Each line that includes the word "match" should be copied from the records.
+++
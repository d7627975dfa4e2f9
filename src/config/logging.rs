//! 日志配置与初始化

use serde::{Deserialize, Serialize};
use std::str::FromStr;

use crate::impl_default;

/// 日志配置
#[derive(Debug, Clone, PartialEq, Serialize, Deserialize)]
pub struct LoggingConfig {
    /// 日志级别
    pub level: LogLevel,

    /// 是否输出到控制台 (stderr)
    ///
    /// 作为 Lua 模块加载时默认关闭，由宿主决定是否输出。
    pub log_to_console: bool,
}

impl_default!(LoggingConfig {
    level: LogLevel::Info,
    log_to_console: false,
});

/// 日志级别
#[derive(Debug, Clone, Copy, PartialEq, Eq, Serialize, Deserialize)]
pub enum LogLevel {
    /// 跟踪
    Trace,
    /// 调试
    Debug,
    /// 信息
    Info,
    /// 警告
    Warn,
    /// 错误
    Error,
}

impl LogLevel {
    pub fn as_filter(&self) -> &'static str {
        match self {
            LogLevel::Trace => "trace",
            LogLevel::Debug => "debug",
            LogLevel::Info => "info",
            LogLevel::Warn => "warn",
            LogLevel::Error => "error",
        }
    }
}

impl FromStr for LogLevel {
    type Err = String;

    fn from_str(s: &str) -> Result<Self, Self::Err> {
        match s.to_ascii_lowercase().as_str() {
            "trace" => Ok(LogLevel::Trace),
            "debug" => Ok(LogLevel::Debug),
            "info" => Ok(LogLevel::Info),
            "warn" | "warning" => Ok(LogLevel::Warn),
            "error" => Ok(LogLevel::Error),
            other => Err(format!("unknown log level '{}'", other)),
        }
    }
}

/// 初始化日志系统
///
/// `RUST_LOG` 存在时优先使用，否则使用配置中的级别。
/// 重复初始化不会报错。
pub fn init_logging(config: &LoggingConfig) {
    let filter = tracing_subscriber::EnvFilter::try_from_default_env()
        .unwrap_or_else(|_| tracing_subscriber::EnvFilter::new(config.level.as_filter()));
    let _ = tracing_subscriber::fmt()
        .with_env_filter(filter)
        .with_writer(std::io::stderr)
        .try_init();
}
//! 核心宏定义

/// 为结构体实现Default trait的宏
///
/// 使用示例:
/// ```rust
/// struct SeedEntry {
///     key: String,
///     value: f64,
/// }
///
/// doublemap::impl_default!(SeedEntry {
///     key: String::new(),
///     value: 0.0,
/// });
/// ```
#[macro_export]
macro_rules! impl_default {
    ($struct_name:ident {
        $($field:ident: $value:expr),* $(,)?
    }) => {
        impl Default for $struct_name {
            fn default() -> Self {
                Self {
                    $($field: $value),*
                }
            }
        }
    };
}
+++
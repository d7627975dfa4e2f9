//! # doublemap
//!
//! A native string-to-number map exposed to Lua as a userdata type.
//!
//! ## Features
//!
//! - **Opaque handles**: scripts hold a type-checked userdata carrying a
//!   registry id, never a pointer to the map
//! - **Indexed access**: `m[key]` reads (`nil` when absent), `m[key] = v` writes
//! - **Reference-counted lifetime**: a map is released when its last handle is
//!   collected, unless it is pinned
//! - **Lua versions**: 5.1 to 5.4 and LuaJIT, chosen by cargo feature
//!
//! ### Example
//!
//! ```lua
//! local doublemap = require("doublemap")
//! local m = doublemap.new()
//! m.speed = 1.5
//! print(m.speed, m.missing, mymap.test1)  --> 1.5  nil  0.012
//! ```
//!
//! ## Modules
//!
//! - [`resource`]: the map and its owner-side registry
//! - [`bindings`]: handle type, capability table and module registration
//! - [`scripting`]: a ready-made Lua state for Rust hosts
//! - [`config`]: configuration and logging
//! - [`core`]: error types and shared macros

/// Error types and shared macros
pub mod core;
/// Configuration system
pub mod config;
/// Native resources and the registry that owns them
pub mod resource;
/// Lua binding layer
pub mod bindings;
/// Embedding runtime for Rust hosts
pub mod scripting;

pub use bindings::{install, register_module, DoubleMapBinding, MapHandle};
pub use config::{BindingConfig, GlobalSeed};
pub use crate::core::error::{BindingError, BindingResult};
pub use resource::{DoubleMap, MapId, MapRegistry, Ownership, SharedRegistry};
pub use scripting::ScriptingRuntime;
+++
> _Solved problem_
        match self {
        match s.to_ascii_lowercase().as_str() {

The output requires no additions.